__ACTIVITY__
Find every line below with the word "value" in it, and copy each one.

__DATA SUPPLIED__

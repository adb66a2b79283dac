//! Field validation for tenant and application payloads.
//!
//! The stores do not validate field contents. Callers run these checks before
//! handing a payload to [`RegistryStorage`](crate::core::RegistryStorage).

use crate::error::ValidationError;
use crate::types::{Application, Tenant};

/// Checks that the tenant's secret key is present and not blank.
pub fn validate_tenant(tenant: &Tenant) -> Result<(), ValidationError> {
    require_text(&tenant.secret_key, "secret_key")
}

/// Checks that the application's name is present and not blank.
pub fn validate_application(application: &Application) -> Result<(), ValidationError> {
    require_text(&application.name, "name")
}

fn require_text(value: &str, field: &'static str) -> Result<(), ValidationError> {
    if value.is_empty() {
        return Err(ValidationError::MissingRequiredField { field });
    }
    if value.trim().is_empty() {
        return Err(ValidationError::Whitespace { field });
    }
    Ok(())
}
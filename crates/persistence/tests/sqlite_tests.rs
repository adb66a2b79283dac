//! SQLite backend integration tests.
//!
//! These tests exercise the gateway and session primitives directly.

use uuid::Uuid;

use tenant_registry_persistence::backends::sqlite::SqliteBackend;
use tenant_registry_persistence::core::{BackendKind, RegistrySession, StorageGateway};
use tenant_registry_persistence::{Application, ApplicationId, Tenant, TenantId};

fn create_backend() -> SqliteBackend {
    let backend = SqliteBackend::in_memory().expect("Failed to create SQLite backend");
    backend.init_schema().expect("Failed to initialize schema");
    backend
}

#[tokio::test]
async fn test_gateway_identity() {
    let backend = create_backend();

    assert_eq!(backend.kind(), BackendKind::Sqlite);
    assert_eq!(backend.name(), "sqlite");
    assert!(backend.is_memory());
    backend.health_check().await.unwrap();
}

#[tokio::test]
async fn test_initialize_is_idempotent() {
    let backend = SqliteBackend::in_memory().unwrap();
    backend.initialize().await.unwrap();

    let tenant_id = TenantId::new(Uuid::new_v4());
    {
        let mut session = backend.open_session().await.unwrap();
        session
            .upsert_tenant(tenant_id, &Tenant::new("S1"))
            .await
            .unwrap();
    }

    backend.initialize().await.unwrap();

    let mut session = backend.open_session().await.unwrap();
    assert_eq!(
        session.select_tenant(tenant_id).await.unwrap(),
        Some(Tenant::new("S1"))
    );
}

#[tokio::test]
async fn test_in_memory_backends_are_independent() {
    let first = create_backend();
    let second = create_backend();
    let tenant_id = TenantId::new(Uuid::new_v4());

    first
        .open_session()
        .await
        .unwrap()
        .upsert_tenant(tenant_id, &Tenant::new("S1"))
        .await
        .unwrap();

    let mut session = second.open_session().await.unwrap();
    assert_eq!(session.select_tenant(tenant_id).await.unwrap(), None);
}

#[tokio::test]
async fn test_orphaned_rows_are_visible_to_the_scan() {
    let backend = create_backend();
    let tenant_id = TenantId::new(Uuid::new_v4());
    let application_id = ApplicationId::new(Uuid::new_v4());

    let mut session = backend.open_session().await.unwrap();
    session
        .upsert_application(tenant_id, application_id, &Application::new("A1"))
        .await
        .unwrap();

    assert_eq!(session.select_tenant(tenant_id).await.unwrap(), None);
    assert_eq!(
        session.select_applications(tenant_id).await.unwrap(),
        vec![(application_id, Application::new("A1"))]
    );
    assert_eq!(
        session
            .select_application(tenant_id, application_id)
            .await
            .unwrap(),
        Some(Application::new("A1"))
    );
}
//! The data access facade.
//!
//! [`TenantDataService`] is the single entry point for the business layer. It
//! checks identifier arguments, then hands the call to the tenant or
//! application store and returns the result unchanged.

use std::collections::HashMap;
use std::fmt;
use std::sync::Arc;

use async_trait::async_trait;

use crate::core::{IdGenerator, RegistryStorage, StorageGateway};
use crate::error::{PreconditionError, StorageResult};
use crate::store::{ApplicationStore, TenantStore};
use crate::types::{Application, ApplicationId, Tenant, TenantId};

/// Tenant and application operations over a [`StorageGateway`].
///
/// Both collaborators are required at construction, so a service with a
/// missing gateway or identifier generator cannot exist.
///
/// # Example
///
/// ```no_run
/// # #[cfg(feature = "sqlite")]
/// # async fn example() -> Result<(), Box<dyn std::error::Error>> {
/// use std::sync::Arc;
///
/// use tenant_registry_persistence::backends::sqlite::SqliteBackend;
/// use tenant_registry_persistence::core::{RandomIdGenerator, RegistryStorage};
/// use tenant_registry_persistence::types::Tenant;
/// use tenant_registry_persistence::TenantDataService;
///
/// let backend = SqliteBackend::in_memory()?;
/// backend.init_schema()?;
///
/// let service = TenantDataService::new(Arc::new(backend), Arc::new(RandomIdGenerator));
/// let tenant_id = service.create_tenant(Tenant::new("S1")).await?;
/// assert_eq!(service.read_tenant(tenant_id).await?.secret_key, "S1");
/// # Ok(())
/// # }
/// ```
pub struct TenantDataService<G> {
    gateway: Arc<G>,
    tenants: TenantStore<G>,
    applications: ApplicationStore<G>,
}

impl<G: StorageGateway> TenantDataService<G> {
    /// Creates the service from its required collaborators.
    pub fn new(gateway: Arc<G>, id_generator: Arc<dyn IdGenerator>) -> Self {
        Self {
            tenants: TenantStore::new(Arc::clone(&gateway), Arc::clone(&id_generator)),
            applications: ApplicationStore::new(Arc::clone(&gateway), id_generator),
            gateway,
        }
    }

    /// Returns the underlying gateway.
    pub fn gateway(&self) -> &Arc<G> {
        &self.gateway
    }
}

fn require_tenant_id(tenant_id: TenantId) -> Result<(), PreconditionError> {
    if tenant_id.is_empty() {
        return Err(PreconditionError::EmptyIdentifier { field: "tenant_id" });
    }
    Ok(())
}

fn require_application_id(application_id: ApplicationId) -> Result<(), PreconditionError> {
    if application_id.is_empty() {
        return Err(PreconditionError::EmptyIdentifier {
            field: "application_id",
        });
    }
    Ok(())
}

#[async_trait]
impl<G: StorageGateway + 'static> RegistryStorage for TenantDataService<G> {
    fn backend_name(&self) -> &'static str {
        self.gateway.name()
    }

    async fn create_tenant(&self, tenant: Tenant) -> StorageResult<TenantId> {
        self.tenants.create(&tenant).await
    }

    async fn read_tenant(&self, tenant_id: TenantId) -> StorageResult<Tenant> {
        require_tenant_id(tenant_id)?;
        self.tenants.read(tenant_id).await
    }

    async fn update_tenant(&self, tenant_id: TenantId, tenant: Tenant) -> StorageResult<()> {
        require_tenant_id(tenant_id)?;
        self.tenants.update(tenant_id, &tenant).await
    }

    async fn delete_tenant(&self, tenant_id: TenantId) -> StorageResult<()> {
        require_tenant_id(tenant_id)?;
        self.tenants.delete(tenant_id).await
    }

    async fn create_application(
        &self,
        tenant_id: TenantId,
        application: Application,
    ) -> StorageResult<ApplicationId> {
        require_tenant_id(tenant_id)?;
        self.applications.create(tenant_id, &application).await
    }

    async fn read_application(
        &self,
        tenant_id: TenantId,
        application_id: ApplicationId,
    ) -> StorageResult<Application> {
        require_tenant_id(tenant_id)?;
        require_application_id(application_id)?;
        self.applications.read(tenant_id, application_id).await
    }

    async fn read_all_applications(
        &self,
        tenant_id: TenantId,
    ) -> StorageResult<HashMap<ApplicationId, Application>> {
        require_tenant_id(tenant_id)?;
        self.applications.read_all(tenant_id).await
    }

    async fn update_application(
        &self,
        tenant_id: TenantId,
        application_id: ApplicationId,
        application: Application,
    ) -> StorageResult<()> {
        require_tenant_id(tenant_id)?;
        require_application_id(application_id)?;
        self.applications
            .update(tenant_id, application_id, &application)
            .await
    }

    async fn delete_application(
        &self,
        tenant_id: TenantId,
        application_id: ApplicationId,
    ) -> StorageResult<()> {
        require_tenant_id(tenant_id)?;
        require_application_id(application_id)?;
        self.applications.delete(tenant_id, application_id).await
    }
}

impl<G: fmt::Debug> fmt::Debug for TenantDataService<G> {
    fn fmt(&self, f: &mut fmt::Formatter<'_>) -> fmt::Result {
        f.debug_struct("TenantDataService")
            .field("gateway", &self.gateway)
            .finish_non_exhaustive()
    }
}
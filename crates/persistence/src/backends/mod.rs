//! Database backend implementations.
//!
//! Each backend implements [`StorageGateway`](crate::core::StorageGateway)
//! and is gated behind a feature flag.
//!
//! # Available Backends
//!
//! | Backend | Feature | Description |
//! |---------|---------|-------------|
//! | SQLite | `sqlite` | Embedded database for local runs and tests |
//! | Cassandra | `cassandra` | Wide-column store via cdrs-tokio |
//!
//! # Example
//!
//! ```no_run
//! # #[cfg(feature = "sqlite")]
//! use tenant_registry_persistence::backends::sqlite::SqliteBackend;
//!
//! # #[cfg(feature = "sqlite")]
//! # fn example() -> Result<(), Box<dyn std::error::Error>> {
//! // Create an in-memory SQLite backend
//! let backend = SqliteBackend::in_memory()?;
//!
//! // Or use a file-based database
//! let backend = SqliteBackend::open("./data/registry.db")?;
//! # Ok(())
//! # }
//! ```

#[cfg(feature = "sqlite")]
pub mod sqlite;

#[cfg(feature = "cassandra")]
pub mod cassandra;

__REPLY TO THE TASK__
fn require_text(value: &str, field: &'static str) -> Result<(), ValidationError> {
    if value.is_empty() {
    if value.trim().is_empty() {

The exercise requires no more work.